TASK DETAILS :: In the records that follow, find each line with "TradeAction" and pull it out.

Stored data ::
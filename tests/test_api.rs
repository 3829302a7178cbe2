//! HTTP surface tests: health probe and the active-wallet queries,
//! served over a real listener and queried with a plain HTTP client.

use chrono::Utc;
use std::sync::Arc;

use memoracle::api::ApiServer;
use memoracle::cache::{CacheHandle, MemoryCache};
use memoracle::config::{ApiConfig, MemoryConfig, Tunings};
use memoracle::storage::{MemStore, Store};
use memoracle::types::{TradeAction, WalletInteraction};
use memoracle::TrustNetwork;

async fn start_server(port: u16) -> (ApiServer, Arc<MemStore>) {
    let store = Arc::new(MemStore::new());
    let trust = Arc::new(TrustNetwork::new(
        store.clone(),
        CacheHandle::new(Arc::new(MemoryCache::new())),
        MemoryConfig::default(),
        Tunings::default(),
    ));
    let server = ApiServer::new(
        ApiConfig {
            host: "127.0.0.1".to_string(),
            port,
            ..Default::default()
        },
        trust,
    );
    server.start().await.expect("server should bind");
    (server, store)
}

fn interaction(tx: &str, wallet: &str, token: &str) -> WalletInteraction {
    WalletInteraction {
        id: WalletInteraction::interaction_id(tx, wallet, token),
        wallet_address: wallet.to_string(),
        token_address: token.to_string(),
        token_symbol: "TST".to_string(),
        tx_hash: tx.to_string(),
        block_number: 1,
        timestamp: Utc::now(),
        action: TradeAction::Buy,
        amount: 10.0,
        value: 5.0,
        price: 0.5,
        success: true,
        related_buy_timestamp: None,
        token_risk_factor: None,
    }
}

#[tokio::test]
async fn test_health_endpoint() {
    let (server, _store) = start_server(18431).await;

    let body: serde_json::Value = reqwest::get("http://127.0.0.1:18431/api/health")
        .await
        .unwrap()
        .json()
        .await
        .unwrap();
    assert_eq!(body["status"], "ok");

    server.shutdown().await;
}

#[tokio::test]
async fn test_trusted_wallets_filter() {
    let (server, store) = start_server(18432).await;

    // Three wallets with scores {80, 65, 40} on token T.
    for (n, (wallet, score)) in [("W1", 80.0), ("W2", 65.0), ("W3", 40.0)]
        .into_iter()
        .enumerate()
    {
        store
            .save_wallet_interaction(&interaction(&format!("0x{n}"), wallet, "T"))
            .await
            .unwrap();
        store
            .save_wallet_trust_score(wallet, score, Utc::now())
            .await
            .unwrap();
    }

    let body: serde_json::Value = reqwest::get(
        "http://127.0.0.1:18432/api/tokens/T/active-wallets/trusted?min_score=70",
    )
    .await
    .unwrap()
    .json()
    .await
    .unwrap();

    assert_eq!(body["count"], 1);
    assert_eq!(body["min_trust_score"], 70.0);
    let wallets = body["trusted_wallets"].as_array().unwrap();
    assert_eq!(wallets.len(), 1);
    assert_eq!(wallets[0]["address"], "W1");
    assert_eq!(wallets[0]["trust_score"], 80.0);

    server.shutdown().await;
}

#[tokio::test]
async fn test_active_wallets_listing_and_count() {
    let (server, store) = start_server(18433).await;

    for (n, wallet) in ["W1", "W2"].iter().enumerate() {
        store
            .save_wallet_interaction(&interaction(&format!("0x{n}"), wallet, "T"))
            .await
            .unwrap();
    }

    let list: serde_json::Value =
        reqwest::get("http://127.0.0.1:18433/api/tokens/T/active-wallets")
            .await
            .unwrap()
            .json()
            .await
            .unwrap();
    assert_eq!(list["count"], 2);
    assert_eq!(list["token_address"], "T");

    let count: serde_json::Value =
        reqwest::get("http://127.0.0.1:18433/api/tokens/T/active-wallets/count")
            .await
            .unwrap()
            .json()
            .await
            .unwrap();
    assert_eq!(count["count"], 2);

    server.shutdown().await;
}

#[tokio::test]
async fn test_search_filters_and_echo() {
    let (server, store) = start_server(18434).await;

    for (n, (wallet, score)) in [("alpha1", 80.0), ("beta2", 30.0)].into_iter().enumerate() {
        store
            .save_wallet_interaction(&interaction(&format!("0x{n}"), wallet, "T"))
            .await
            .unwrap();
        store
            .save_wallet_trust_score(wallet, score, Utc::now())
            .await
            .unwrap();
    }

    let body: serde_json::Value = reqwest::get(
        "http://127.0.0.1:18434/api/tokens/T/active-wallets/search?query=alpha&min_trust_score=50",
    )
    .await
    .unwrap()
    .json()
    .await
    .unwrap();

    assert_eq!(body["count"], 1);
    assert_eq!(body["wallets"][0]["address"], "alpha1");
    assert_eq!(body["filters"]["query"], "alpha");
    assert_eq!(body["filters"]["min_trust_score"], 50.0);

    server.shutdown().await;
}

#[tokio::test]
async fn test_recent_wallets_window() {
    let (server, store) = start_server(18435).await;

    let mut fresh = interaction("0xfresh", "W1", "T");
    fresh.timestamp = Utc::now();
    store.save_wallet_interaction(&fresh).await.unwrap();

    let mut stale = interaction("0xstale", "W2", "T");
    stale.timestamp = Utc::now() - chrono::Duration::hours(48);
    store.save_wallet_interaction(&stale).await.unwrap();

    let body: serde_json::Value = reqwest::get(
        "http://127.0.0.1:18435/api/tokens/T/active-wallets/recent?hours=24",
    )
    .await
    .unwrap()
    .json()
    .await
    .unwrap();

    assert_eq!(body["count"], 1);
    assert_eq!(body["active_wallets"][0]["address"], "W1");

    server.shutdown().await;
}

RESULT OF THE TASK ::
use memoracle::types::{TradeAction, WalletInteraction};
        action: TradeAction::Buy,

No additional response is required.